Negotiate with the players to make a short transition. After the short-term contracts have expired, some may stay converted, some may return to league.

But the objective will have been achieved.

I don’t agree with the argument that ‘the game is too difficult’ for league players to learn. These are elite athletes. Give them an off-season of training, a full Super Rugby season, another off-season, and they’ll be primed for 2023.

Marika Koroibete made a successful transition to union after one off-season. The same goes for Cooper Vuna, Mat Rogers, Wendell Sailor, Lote Tuqiri, Curtis Rona, Israel Folau, Sonny Bill Williams, Sam Burgess, Brad Thorn, etc.

All Blacks player Sonny Bill Williams

Sonny Bill Williams (AAP Image/Dave Hunt)

A league convert backline, coupled with a few in the forward pack, would win the tournament.

Keep the game plan simple. Work on the fundamentals. Keep the ball in hand. Use the league players’ superior fitness to tire out the opposition.
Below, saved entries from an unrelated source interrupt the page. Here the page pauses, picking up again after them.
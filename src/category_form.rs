//! Category creation form.
//!
//! The thumbnail is an already uploaded image URL; uploading is left to the
//! relay.

use serde::{Deserialize, Serialize};

use crate::backend::CatalogBackend;
use crate::error::{AdminError, Result};
use crate::fields::{Field, FieldCheckSet, check_fields};

/// Body of `POST /category`.
#[derive(Debug, Clone, Default, PartialEq, Eq, Serialize, Deserialize)]
pub struct CreateCategory {
    pub title: String,
    #[serde(default)]
    pub description: String,
    #[serde(default)]
    pub thumbnail: String,
    #[serde(default)]
    pub filters: Vec<String>,
}

#[derive(Debug, Clone, Default)]
pub struct CategoryForm {
    draft: CreateCategory,
    checks: FieldCheckSet,
}

impl CategoryForm {
    pub fn new() -> Self {
        Self::default()
    }

    pub fn draft(&self) -> &CreateCategory {
        &self.draft
    }

    pub fn checks(&self) -> &FieldCheckSet {
        &self.checks
    }

    /// Update a text field and clear its check. Returns false for an unknown name.
    pub fn change_value(&mut self, name: &str, value: &str) -> bool {
        match name {
            "title" => self.draft.title = value.to_string(),
            "description" => self.draft.description = value.to_string(),
            "thumbnail" => self.draft.thumbnail = value.to_string(),
            _ => return false,
        }
        self.checks.remove(name);
        true
    }

    /// Replace the filter names, dropping blanks and repeats.
    pub fn set_filters(&mut self, filters: Vec<String>) {
        let mut kept: Vec<String> = Vec::with_capacity(filters.len());
        for filter in filters {
            let filter = filter.trim();
            if !filter.is_empty() && !kept.iter().any(|f| f == filter) {
                kept.push(filter.to_string());
            }
        }
        self.draft.filters = kept;
    }

    pub fn validate(&mut self) -> Result<()> {
        self.checks = check_fields(&[
            Field::new("title", self.draft.title.as_str()),
            Field::new("description", self.draft.description.as_str()),
        ]);
        if self.checks.is_empty() {
            return Ok(());
        }
        Err(AdminError::Validation {
            fields: self.checks.names().to_vec(),
        })
    }

    /// Validate and create the category.
    pub async fn submit<B>(&mut self, backend: &B) -> Result<()>
    where
        B: CatalogBackend + ?Sized,
    {
        self.validate()?;
        backend.create_category(&self.draft).await
    }
}

impl From<CreateCategory> for CategoryForm {
    fn from(mut draft: CreateCategory) -> Self {
        let filters = std::mem::take(&mut draft.filters);
        let mut form = CategoryForm {
            draft,
            checks: FieldCheckSet::new(),
        };
        form.set_filters(filters);
        form
    }
}
use std::sync::Mutex;
use std::sync::atomic::{AtomicUsize, Ordering};

use async_trait::async_trait;
use shop_admin::backend::{CatalogBackend, Page};
use shop_admin::category::{CategoryMap, CategoryRecord};
use shop_admin::category_form::CreateCategory;
use shop_admin::error::Result;
use shop_admin::pagination::Pagination;
use shop_admin::product::{
    Attribute, AttributeOption, CategoryRef, CreateProduct, Product, ProductFilter, ProductForm,
    ProductImage, REQUIRED_FIELDS, VariantOptions,
};
use shop_admin::{AdminError, Notice};

/// Catalog stand-in that records every write.
#[derive(Default)]
struct RecordingCatalog {
    requests: AtomicUsize,
    stored: Option<Product>,
    created: Mutex<Vec<CreateProduct>>,
    updated: Mutex<Vec<(String, CreateProduct)>>,
}

impl RecordingCatalog {
    fn holding(product: Product) -> Self {
        RecordingCatalog {
            stored: Some(product),
            ..Default::default()
        }
    }

    fn request_count(&self) -> usize {
        self.requests.load(Ordering::SeqCst)
    }

    fn empty_page<T>(&self) -> Result<Page<T>> {
        self.requests.fetch_add(1, Ordering::SeqCst);
        Ok(Page {
            items: Vec::new(),
            pagination: Pagination::default(),
        })
    }
}

#[async_trait]
impl CatalogBackend for RecordingCatalog {
    async fn list_categories_page(&self, _page: u32) -> Result<Page<CategoryRecord>> {
        self.empty_page()
    }

    async fn search_categories(&self, _search: &str, _page: u32) -> Result<Page<CategoryRecord>> {
        self.empty_page()
    }

    async fn list_parent_categories(&self) -> Result<Vec<CategoryRecord>> {
        self.requests.fetch_add(1, Ordering::SeqCst);
        Ok(Vec::new())
    }

    async fn create_category(&self, _category: &CreateCategory) -> Result<()> {
        self.requests.fetch_add(1, Ordering::SeqCst);
        Ok(())
    }

    async fn set_category_public(&self, _category_id: &str, _public: bool) -> Result<()> {
        self.requests.fetch_add(1, Ordering::SeqCst);
        Ok(())
    }

    async fn delete_category(&self, _category_id: &str) -> Result<()> {
        self.requests.fetch_add(1, Ordering::SeqCst);
        Ok(())
    }

    async fn get_product(&self, _product_id: &str) -> Result<Product> {
        self.requests.fetch_add(1, Ordering::SeqCst);
        self.stored.clone().ok_or(AdminError::NotFound)
    }

    async fn create_product(&self, product: &CreateProduct) -> Result<()> {
        self.requests.fetch_add(1, Ordering::SeqCst);
        self.created.lock().unwrap().push(product.clone());
        Ok(())
    }

    async fn update_product(&self, product_id: &str, product: &CreateProduct) -> Result<()> {
        self.requests.fetch_add(1, Ordering::SeqCst);
        self.updated
            .lock()
            .unwrap()
            .push((product_id.to_string(), product.clone()));
        Ok(())
    }

    async fn delete_product(&self, _product_id: &str) -> Result<()> {
        self.requests.fetch_add(1, Ordering::SeqCst);
        Ok(())
    }

    async fn search_products(&self, _filter: &ProductFilter) -> Result<Vec<Product>> {
        self.requests.fetch_add(1, Ordering::SeqCst);
        Ok(Vec::new())
    }

    async fn list_products(&self, _filter: &ProductFilter) -> Result<Page<Product>> {
        self.empty_page()
    }

    async fn list_variants(&self) -> Result<Vec<Attribute>> {
        self.requests.fetch_add(1, Ordering::SeqCst);
        Ok(Vec::new())
    }
}

fn record(id: &str, parent: Option<&str>, title: &str) -> CategoryRecord {
    CategoryRecord {
        id: id.to_string(),
        parent_id: parent.map(str::to_string),
        title: title.to_string(),
        slug: title.to_lowercase(),
        public: true,
        thumbnail: None,
        created_at: None,
    }
}

fn categories() -> CategoryMap {
    CategoryMap::from_records(vec![
        record("A", None, "Home"),
        record("B", Some("A"), "Shoes"),
        record("C", Some("B"), "Sneakers"),
    ])
}

fn filled_form(categories: &CategoryMap) -> ProductForm {
    let mut form = ProductForm::new();
    for (name, value) in [
        ("name", "Air Max"),
        ("seoName", "air-max"),
        ("overview", "Running shoe"),
        ("description", "Light and fast"),
        ("brand", "Nike"),
        ("material", "Mesh"),
    ] {
        assert!(form.change_value(name, value), "unknown field {}", name);
    }
    form.picker_mut().highlight(categories.get("C").unwrap());
    form.attach_category(categories).unwrap();
    form
}

#[tokio::test]
async fn empty_form_never_reaches_backend() {
    let backend = RecordingCatalog::default();
    let mut form = ProductForm::new();

    let err = form.submit_create(&backend).await.unwrap_err();
    match err {
        AdminError::Validation { fields } => assert_eq!(fields, REQUIRED_FIELDS),
        other => panic!("expected validation error, got {:?}", other),
    }
    assert_eq!(backend.request_count(), 0);
    assert_eq!(form.checks().len(), REQUIRED_FIELDS.len());
    assert_eq!(form.checks().anchor().as_deref(), Some("#name"));
    println!("✓ Empty product form rejected with no request sent");
}

#[tokio::test]
async fn filled_form_creates_once() {
    let categories = categories();
    let backend = RecordingCatalog::default();
    let mut form = filled_form(&categories);

    form.submit_create(&backend).await.unwrap();

    assert_eq!(backend.request_count(), 1);
    assert!(form.checks().is_empty());

    let created = backend.created.lock().unwrap();
    let payload = &created[0];
    assert_eq!(payload.name, "Air Max");
    assert_eq!(
        payload.category,
        Some(CategoryRef {
            id: "C".to_string(),
            name: "Sneakers".to_string()
        })
    );
    assert_eq!(payload.categories.len(), 1);
    assert!(payload.is_hot && payload.is_new && payload.is_show);
}

#[tokio::test]
async fn update_targets_product_id() {
    let categories = categories();
    let backend = RecordingCatalog::default();
    let mut form = filled_form(&categories);

    form.submit_update("p-1", &backend).await.unwrap();

    let updated = backend.updated.lock().unwrap();
    assert_eq!(updated.len(), 1);
    assert_eq!(updated[0].0, "p-1");
}

#[tokio::test]
async fn single_missing_field_is_reported() {
    let categories = categories();
    let backend = RecordingCatalog::default();
    let mut form = filled_form(&categories);
    form.change_value("material", "");

    let err = form.submit_create(&backend).await.unwrap_err();
    assert!(matches!(err, AdminError::Validation { ref fields } if fields == &["material"]));
    assert_eq!(backend.request_count(), 0);

    // Editing the field clears its check
    form.change_value("material", "Leather");
    assert!(!form.checks().contains("material"));
}

#[test]
fn special_price_must_stay_below_price() {
    let mut form = ProductForm::new();
    form.change_price("price", 100.0).unwrap();

    assert_eq!(
        form.change_price("specialPrice", 120.0),
        Err(Notice::PromotionPriceTooHigh)
    );
    assert!(form.checks().contains("specialPrice"));
    assert_eq!(form.draft().special_price, 0.0);

    form.change_price("specialPrice", 80.0).unwrap();
    assert_eq!(form.draft().special_price, 80.0);
    assert!(!form.checks().contains("specialPrice"));
}

#[test]
fn duplicate_category_is_refused() {
    let categories = categories();
    let mut form = filled_form(&categories);

    form.picker_mut().highlight(categories.get("C").unwrap());
    assert!(matches!(
        form.attach_category(&categories),
        Err(Notice::AlreadySelected { .. })
    ));
    assert_eq!(form.picker().selected().len(), 1);
}

#[test]
fn gallery_skips_empty_slots() {
    let mut form = ProductForm::new();
    form.add_image_slot();
    form.add_image_slot();
    form.add_image_slot();
    form.set_image(0, "a.png");
    form.set_image(2, "c.png");
    form.set_image(7, "ignored.png");

    assert_eq!(
        form.images_to_send(),
        vec![
            ProductImage {
                image_url: "a.png".to_string(),
                order: 1
            },
            ProductImage {
                image_url: "c.png".to_string(),
                order: 3
            },
        ]
    );

    form.remove_image(0);
    assert_eq!(form.gallery(), ["", "c.png"]);
}

#[test]
fn edit_form_loads_product() {
    let categories = categories();
    let product: Product = serde_json::from_value(serde_json::json!({
        "id": "p-9",
        "name": "Court",
        "seoName": "court",
        "overview": "Classic",
        "description": "Leather tennis shoe",
        "category": { "id": "C", "name": "Sneakers" },
        "images": [
            { "imageUrl": "second.png", "order": 2 },
            { "imageUrl": "first.png", "order": 1 }
        ],
        "brand": "Adidas",
        "material": "Leather",
        "price": 90
    }))
    .unwrap();

    let mut form = ProductForm::from_product(product, &categories);

    assert_eq!(form.gallery(), ["first.png", "second.png"]);
    let selected = &form.picker().selected()[0];
    assert_eq!(selected.breadcrumbs, vec!["Home", "Shoes", "Sneakers"]);
    assert!(form.validate().is_ok());
}

#[tokio::test]
async fn load_fetches_product_for_editing() {
    let categories = categories();
    let product: Product = serde_json::from_value(serde_json::json!({
        "id": "p-3",
        "name": "Runner",
        "category": { "id": "B", "name": "Shoes" }
    }))
    .unwrap();
    let backend = RecordingCatalog::holding(product);

    let form = ProductForm::load("p-3", &categories, &backend).await.unwrap();

    assert_eq!(backend.request_count(), 1);
    assert_eq!(form.draft().name, "Runner");
    assert_eq!(form.picker().selected()[0].breadcrumbs, vec!["Home", "Shoes"]);
}

#[tokio::test]
async fn load_of_missing_product_fails() {
    let backend = RecordingCatalog::default();
    let err = ProductForm::load("gone", &categories(), &backend).await.unwrap_err();
    assert!(matches!(err, AdminError::NotFound));
}

#[test]
fn variant_options_split_colours_and_sizes() {
    let attributes: Vec<Attribute> = serde_json::from_value(serde_json::json!([
        { "code": "Colour", "name": "Colour", "variants": [
            { "_id": "c1", "name": "Red", "public": true },
            { "_id": "c2", "name": "Blue" }
        ] },
        { "code": "size", "name": "Size", "variants": [{ "_id": "s1", "name": "42" }] },
        { "code": "fabric", "name": "Fabric", "variants": [{ "_id": "f1", "name": "Wool" }] }
    ]))
    .unwrap();

    let options = VariantOptions::from_attributes(&attributes);

    let option = |id: &str, name: &str| AttributeOption {
        id: id.to_string(),
        name: name.to_string(),
    };
    assert_eq!(options.colours, vec![option("c1", "Red"), option("c2", "Blue")]);
    assert_eq!(options.sizes, vec![option("s1", "42")]);
}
Bring in the backs around the ball to create opportunities. Defend well. Attack patiently.

Potential 2023 Rugby World Cup Wallabies:

1. Scott Sio
2. Folau Fainga’a
3. Jake Trbojevic
4. Coen Hess
5. David Klemmer
6. Angus Crichton
7. Michael Hooper
8. Jordan McLean

9. Damien Cook
10. Luke Keary
11. Israel Folau
12. Michael Morgan
13. Latrell Mitchell
14. Valentine Holmes
15. James Tedesco

There’s no reason why union and league cannot work together to dismantle the All Blacks and rekindle the nation’s support for the Wallabies.

Petty bickering and silly rivalries are all that’s stopping the Wallabies from being great again.


The ball is in the ARU’s hands. They need to reach out and take the first step. Or else wither and die.